Objects in Space will make your space trucker fantasy come true
Flat Earth Games' spaceship sim is all about flipping toggles and saying "turbines to speed!"
I've got a hold full of helium-3 canisters destined for a station in the Maru sector, but there's a question mark ping on the nav map. Whatever it is—drifting cargo or debris, a merchant or a pirate, or even just a sensor ghost—it's between me and the station. Between me and that mystery object is a gas cloud, and as I cross the border I get a notification about its density: 9%. Objects In Space is the kind of game that tells you the density of gas clouds expressed as a percentage.
My sensor wave suggests the ping is something with a reactor, which means a ship, and as I get closer the ship turns red on my display. That means they don't have an IFF active, the friendly handshake protocol that lets anyone passing know your intentions are pure. The dust cloud might be hiding me a little, but not enough, so I hit the EmCon (emission control) button and start running silent, everything lit up red like a submarine. The ship and I get closer and closer to each other, then pass by. It doesn't attack. Whether it didn't see me or was simply a random trade freighter with a malfunctioning IFF I'll never know.
All this happens on banks of monitors with a retrotech look a bit reminiscent of Alien. Developers Flat Earth Games called this look "modempunk," everything deliberately clunky and square-edged. Objects in Space is a game where you never see your ship silhouetted against the stars, never even sit in a cockpit. You move between computers, setting destinations and checking readings and pressing buttons and, if something breaks, unscrewing plates to replace parts.
Lead programmer Elissa Harris, a veteran of flight sims like Knights of the Sky and Chuck Yeager's Air Combat, wanted Objects in Space to feel physical. "We wanted that kind of emotional attachment," she says, "like, you knew when and where you bought that busted old ship, jump drive, weapons system or whatever. You repaired it while in the outer rim somewhere that time, too. So when you lose it or it gets damaged, we hope that the player gets to feel it more."
According to lead designer Leigh Harris, her brother, "I think for me it was more about getting to customise and tinker. To go to the engineering section and play around and really make it yours. That side of things always appealed to me in old games like Lightspeed, and I wanted to create that here."
The advantage of this approach is that it creates stories another game wouldn't. "I was testing a story mission where I had several torpedoes coming at me," says Leigh, "and one took out my main engine so I couldn't apply reverse thrust to stop myself at the jumpgate and safely escape the Cansa star system. I panicked, ran to engineering, gutted my comms module for a spare Hap Node and quickly shoved it into the main engine just in time to get it working again."

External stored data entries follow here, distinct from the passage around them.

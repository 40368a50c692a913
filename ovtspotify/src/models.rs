//! Wire models for Spotify Web API responses
//!
//! Upstream payloads are loosely typed; this module validates them
//! exhaustively at the boundary and converts them into explicit tagged
//! results before any field is trusted. The currently-playing endpoint
//! answers either `{ "item": { "name": ..., "artists": [...] } }` or
//! `{ "error": { "status": ... } }`; the token endpoint answers
//! `{ "access_token": ..., "refresh_token"?: ..., "scope": ..., "expires_in": ... }`.

use crate::error::{Error, Result};
use chrono::{DateTime, Duration, Utc};
use ovtstore::NowPlaying;
use serde_json::Value;

/// Outcome of one currently-playing fetch, fully validated
#[derive(Debug, Clone, PartialEq, Eq)]
pub enum PlayingStatus {
    /// A playing track with a string title and a non-empty artist list
    Playing(NowPlaying),
    /// The access token was rejected; a refresh may make it usable again
    Unauthorized,
    /// Upstream reported an error status other than unauthorized
    UpstreamError(u16),
    /// Anything else: unparseable body, missing track, empty or malformed
    /// artist list. Indistinguishable from an outage on purpose; both
    /// degrade to absence
    MalformedPayload,
}

/// A validated token-endpoint response
#[derive(Debug, Clone, PartialEq, Eq)]
pub struct RefreshedTokens {
    /// New access token
    pub access_token: String,
    /// New refresh token; the upstream may omit it, in which case the stored
    /// one stays in use
    pub refresh_token: Option<String>,
    /// Granted scopes, space-split from the `scope` field
    pub scopes: Vec<String>,
    /// Validity horizon computed from `expires_in`
    pub validity: DateTime<Utc>,
}

/// Classify a currently-playing response
///
/// `status` is the HTTP status code, `body` the raw response text. Every
/// shape that is not a fully well-formed playing payload collapses into one
/// of the non-playing variants; this function never fails.
pub fn parse_currently_playing(status: u16, body: &str) -> PlayingStatus {
    if status == 401 {
        return PlayingStatus::Unauthorized;
    }

    let value: Value = match serde_json::from_str(body) {
        Ok(value) => value,
        Err(_) => return PlayingStatus::MalformedPayload,
    };

    if let Some(error) = value.get("error") {
        return match error.get("status").and_then(Value::as_u64) {
            Some(401) => PlayingStatus::Unauthorized,
            Some(code) => PlayingStatus::UpstreamError(code as u16),
            None => PlayingStatus::MalformedPayload,
        };
    }

    match validate_item(&value) {
        Some(now_playing) => PlayingStatus::Playing(now_playing),
        None => PlayingStatus::MalformedPayload,
    }
}

/// Validate the track object of a success payload
///
/// Accepts only a string title and a non-empty list of artist objects each
/// carrying a string name.
fn validate_item(value: &Value) -> Option<NowPlaying> {
    let item = value.get("item")?;
    let title = item.get("name")?.as_str()?;
    let artists = item.get("artists")?.as_array()?;
    if artists.is_empty() {
        return None;
    }

    let mut names = Vec::with_capacity(artists.len());
    for artist in artists {
        names.push(artist.get("name")?.as_str()?.to_string());
    }

    Some(NowPlaying::new(title, names))
}

/// Validate a token-endpoint response
///
/// `now` is the instant the exchange completed; validity is `now +
/// expires_in`. A missing `refresh_token` is tolerated (the caller keeps the
/// stored one); any other missing or mistyped field fails the refresh.
pub fn parse_refreshed_tokens(body: &str, now: DateTime<Utc>) -> Result<RefreshedTokens> {
    let value: Value = serde_json::from_str(body)?;

    let access_token = value
        .get("access_token")
        .and_then(Value::as_str)
        .ok_or_else(|| Error::malformed_token("missing access_token"))?
        .to_string();

    let refresh_token = value
        .get("refresh_token")
        .and_then(Value::as_str)
        .map(str::to_string);

    let scope = value
        .get("scope")
        .and_then(Value::as_str)
        .ok_or_else(|| Error::malformed_token("missing scope"))?;
    let scopes = scope.split(' ').map(str::to_string).collect();

    let expires_in = value
        .get("expires_in")
        .and_then(Value::as_i64)
        .ok_or_else(|| Error::malformed_token("missing expires_in"))?;
    let validity = now + Duration::seconds(expires_in);

    Ok(RefreshedTokens {
        access_token,
        refresh_token,
        scopes,
        validity,
    })
}

#[cfg(test)]
mod tests {
    use super::*;

    #[test]
    fn test_parse_playing_payload() {
        let body = r#"{
            "item": {
                "name": "Witchcraft",
                "artists": [{"name": "Pendulum"}, {"name": "Rob Swire"}]
            }
        }"#;

        let status = parse_currently_playing(200, body);
        assert_eq!(
            status,
            PlayingStatus::Playing(NowPlaying::new(
                "Witchcraft",
                vec!["Pendulum".to_string(), "Rob Swire".to_string()]
            ))
        );
    }

    #[test]
    fn test_parse_unauthorized_from_body_and_status() {
        let body = r#"{"error": {"status": 401, "message": "The access token expired"}}"#;
        assert_eq!(parse_currently_playing(200, body), PlayingStatus::Unauthorized);
        assert_eq!(parse_currently_playing(401, ""), PlayingStatus::Unauthorized);
    }

    #[test]
    fn test_parse_upstream_error() {
        let body = r#"{"error": {"status": 503}}"#;
        assert_eq!(
            parse_currently_playing(200, body),
            PlayingStatus::UpstreamError(503)
        );
    }

    #[test]
    fn test_malformed_payloads_collapse() {
        // Unparseable body (also what an empty 204 answer produces)
        assert_eq!(parse_currently_playing(200, ""), PlayingStatus::MalformedPayload);
        // No track
        assert_eq!(
            parse_currently_playing(200, r#"{"progress_ms": 1000}"#),
            PlayingStatus::MalformedPayload
        );
        // Title is not a string
        assert_eq!(
            parse_currently_playing(200, r#"{"item": {"name": 3, "artists": [{"name": "A"}]}}"#),
            PlayingStatus::MalformedPayload
        );
        // Empty artist list
        assert_eq!(
            parse_currently_playing(200, r#"{"item": {"name": "T", "artists": []}}"#),
            PlayingStatus::MalformedPayload
        );
        // Artist without a string name
        assert_eq!(
            parse_currently_playing(200, r#"{"item": {"name": "T", "artists": [{"id": 1}]}}"#),
            PlayingStatus::MalformedPayload
        );
        // Error object without a status
        assert_eq!(
            parse_currently_playing(200, r#"{"error": {"message": "?"}}"#),
            PlayingStatus::MalformedPayload
        );
    }

    #[test]
    fn test_parse_refreshed_tokens() {
        let now = Utc::now();
        let body = r#"{
            "access_token": "new-access",
            "refresh_token": "new-refresh",
            "scope": "user-read-currently-playing user-read-playback-state",
            "expires_in": 3600
        }"#;

        let tokens = parse_refreshed_tokens(body, now).unwrap();
        assert_eq!(tokens.access_token, "new-access");
        assert_eq!(tokens.refresh_token, Some("new-refresh".to_string()));
        assert_eq!(
            tokens.scopes,
            vec![
                "user-read-currently-playing".to_string(),
                "user-read-playback-state".to_string()
            ]
        );
        assert_eq!(tokens.validity, now + Duration::seconds(3600));
    }

    #[test]
    fn test_parse_refreshed_tokens_without_rotation() {
        let body = r#"{"access_token": "a", "scope": "s", "expires_in": 60}"#;
        let tokens = parse_refreshed_tokens(body, Utc::now()).unwrap();
        assert_eq!(tokens.refresh_token, None);
    }

    #[test]
    fn test_parse_refreshed_tokens_rejects_incomplete_payloads() {
        let now = Utc::now();
        assert!(parse_refreshed_tokens(r#"{"scope": "s", "expires_in": 60}"#, now).is_err());
        assert!(parse_refreshed_tokens(r#"{"access_token": "a", "expires_in": 60}"#, now).is_err());
        assert!(parse_refreshed_tokens(r#"{"access_token": "a", "scope": "s"}"#, now).is_err());
        assert!(parse_refreshed_tokens(
            r#"{"access_token": "a", "scope": "s", "expires_in": "60"}"#,
            now
        )
        .is_err());
        assert!(parse_refreshed_tokens("not json", now).is_err());
    }
}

It makes me think of Han shouting at Chewie about where his tools have gone while he's pulling the Millennium Falcon's guts out, or any scene on an engineering deck with alarms flashing and sparks flying. As well as simulating what it's like to fly a rustbucket that's a cross between a submarine and a space truck, Objects in Space lets you dock at stations where you trade goods, buy parts, take contracts, and talk to shady characters who might have illegal work for you. Suddenly it's Wing Commander: Privateer, as well as Silent Hunter and also Euro Truck Simulator but, you know, in space.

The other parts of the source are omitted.